-- DATA TO PROCESS follows --

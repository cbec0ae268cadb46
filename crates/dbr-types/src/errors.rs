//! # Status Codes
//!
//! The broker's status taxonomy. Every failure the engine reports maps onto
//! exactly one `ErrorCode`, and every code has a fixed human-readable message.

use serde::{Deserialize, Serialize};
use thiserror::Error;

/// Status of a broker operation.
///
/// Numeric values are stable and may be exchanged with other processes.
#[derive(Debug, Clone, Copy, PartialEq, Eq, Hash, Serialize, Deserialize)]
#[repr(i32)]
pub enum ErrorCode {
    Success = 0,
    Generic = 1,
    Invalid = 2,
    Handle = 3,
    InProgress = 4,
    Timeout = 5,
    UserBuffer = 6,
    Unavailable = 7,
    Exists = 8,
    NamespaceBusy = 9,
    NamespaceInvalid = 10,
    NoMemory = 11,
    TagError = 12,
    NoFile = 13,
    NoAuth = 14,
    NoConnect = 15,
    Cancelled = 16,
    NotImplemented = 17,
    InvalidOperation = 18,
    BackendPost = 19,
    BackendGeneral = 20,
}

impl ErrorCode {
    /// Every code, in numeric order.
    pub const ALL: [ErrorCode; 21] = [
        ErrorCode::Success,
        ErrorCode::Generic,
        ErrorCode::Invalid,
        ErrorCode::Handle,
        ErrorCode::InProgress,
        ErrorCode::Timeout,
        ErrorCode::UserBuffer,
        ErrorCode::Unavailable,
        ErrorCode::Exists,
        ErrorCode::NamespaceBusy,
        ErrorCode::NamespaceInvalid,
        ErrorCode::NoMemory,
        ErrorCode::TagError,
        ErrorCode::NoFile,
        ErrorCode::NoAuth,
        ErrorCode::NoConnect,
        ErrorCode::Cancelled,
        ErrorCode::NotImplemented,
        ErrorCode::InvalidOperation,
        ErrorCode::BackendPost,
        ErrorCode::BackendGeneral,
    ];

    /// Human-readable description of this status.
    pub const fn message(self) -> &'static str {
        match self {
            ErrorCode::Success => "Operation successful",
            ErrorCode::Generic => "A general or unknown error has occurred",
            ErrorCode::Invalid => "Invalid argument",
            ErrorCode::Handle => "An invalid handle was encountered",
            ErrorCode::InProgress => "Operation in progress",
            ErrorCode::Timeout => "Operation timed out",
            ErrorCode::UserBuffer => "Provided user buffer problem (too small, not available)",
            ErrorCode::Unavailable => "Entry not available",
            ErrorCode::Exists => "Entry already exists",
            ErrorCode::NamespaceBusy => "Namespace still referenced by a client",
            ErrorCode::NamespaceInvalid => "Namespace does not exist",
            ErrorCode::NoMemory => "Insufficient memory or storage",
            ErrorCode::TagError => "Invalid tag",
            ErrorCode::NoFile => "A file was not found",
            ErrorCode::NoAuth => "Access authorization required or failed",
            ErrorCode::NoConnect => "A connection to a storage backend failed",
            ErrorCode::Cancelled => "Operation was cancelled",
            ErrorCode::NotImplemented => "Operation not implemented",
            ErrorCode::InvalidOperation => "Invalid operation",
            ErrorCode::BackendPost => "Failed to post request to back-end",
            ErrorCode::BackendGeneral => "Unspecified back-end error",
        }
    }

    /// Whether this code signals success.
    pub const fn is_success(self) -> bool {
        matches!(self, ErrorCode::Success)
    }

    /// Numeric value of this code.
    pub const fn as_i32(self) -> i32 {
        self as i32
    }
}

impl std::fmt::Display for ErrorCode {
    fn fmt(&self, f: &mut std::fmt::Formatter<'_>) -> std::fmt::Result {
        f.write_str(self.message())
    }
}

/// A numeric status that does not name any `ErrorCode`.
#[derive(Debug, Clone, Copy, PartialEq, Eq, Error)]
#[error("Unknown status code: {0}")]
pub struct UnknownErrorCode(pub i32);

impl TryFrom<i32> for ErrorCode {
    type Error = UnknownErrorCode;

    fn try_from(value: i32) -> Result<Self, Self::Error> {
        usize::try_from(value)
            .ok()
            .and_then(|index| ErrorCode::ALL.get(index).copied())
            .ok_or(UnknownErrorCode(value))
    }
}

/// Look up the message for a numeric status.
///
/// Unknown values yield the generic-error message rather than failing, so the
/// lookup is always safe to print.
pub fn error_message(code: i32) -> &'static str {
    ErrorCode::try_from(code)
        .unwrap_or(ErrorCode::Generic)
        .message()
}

-- DATA TO PROCESS concluded --
-- DATA TO PROCESS follows --

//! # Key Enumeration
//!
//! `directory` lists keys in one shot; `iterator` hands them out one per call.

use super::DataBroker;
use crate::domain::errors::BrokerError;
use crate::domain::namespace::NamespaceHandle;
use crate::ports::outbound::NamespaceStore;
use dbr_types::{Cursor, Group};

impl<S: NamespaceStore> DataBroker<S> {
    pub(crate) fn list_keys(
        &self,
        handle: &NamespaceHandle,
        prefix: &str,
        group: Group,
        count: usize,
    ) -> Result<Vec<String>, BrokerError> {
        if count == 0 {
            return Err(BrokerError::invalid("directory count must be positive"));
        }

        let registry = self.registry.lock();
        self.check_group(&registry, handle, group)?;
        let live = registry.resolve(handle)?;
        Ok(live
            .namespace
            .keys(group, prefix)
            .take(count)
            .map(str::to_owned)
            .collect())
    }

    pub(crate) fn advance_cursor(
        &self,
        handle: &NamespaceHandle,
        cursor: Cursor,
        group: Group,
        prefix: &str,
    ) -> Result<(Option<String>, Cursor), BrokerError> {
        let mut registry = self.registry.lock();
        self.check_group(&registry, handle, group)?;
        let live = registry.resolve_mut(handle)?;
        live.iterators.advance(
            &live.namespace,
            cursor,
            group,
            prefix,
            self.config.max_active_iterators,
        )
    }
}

-- DATA TO PROCESS concluded --
-- DATA TO PROCESS follows --

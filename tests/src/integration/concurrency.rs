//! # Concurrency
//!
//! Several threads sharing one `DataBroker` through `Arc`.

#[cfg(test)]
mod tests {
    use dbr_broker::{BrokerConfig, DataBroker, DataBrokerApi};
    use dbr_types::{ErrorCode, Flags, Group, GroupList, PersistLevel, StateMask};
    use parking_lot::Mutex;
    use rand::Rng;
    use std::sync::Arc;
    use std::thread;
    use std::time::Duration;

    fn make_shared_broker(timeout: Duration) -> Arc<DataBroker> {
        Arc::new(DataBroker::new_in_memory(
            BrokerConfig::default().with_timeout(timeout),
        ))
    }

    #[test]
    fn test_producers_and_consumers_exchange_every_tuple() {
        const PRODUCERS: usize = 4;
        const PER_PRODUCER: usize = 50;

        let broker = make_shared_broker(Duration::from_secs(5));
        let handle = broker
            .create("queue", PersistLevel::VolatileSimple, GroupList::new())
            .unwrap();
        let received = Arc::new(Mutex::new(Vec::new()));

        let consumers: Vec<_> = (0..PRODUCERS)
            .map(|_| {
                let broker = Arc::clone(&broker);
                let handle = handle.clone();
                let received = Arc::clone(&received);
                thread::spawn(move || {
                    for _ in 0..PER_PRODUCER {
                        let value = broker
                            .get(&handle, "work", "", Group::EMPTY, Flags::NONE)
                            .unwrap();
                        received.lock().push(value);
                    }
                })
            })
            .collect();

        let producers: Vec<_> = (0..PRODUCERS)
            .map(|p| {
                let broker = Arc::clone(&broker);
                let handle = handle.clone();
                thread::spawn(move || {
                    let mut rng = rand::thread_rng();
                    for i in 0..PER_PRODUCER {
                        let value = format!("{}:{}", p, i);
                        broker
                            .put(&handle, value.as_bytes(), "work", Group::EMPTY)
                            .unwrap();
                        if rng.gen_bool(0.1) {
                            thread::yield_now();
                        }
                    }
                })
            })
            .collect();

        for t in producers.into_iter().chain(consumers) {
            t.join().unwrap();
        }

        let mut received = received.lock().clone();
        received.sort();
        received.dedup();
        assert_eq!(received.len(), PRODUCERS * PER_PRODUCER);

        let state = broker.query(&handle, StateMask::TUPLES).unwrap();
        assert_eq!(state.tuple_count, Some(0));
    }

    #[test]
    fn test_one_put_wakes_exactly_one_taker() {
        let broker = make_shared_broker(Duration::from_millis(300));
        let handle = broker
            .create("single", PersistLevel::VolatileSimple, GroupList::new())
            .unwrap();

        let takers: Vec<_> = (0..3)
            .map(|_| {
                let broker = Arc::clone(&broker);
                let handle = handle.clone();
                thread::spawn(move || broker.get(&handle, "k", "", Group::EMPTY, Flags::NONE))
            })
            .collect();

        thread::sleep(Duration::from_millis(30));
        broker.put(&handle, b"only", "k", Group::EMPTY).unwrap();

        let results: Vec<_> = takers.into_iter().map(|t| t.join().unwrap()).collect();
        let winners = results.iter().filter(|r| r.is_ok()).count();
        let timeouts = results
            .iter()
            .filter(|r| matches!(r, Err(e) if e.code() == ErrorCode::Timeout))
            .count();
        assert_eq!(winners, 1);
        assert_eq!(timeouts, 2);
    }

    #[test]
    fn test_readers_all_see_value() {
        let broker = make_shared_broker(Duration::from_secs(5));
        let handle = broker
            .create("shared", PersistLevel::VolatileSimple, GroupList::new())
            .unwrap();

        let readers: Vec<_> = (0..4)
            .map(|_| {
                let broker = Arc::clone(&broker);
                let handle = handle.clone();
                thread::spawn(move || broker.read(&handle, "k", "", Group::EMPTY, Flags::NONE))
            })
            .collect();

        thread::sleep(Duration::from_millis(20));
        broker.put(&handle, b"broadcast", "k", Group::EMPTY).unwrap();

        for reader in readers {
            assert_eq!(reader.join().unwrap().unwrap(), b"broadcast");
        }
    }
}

-- DATA TO PROCESS concluded --

Would you please copy each line of the listing that contains the word "registry"?

WRITTEN RESPONSE.
        let registry = self.registry.lock();
        self.check_group(&registry, handle, group)?;
        let live = registry.resolve(handle)?;
        let mut registry = self.registry.lock();
        self.check_group(&registry, handle, group)?;
        let live = registry.resolve_mut(handle)?;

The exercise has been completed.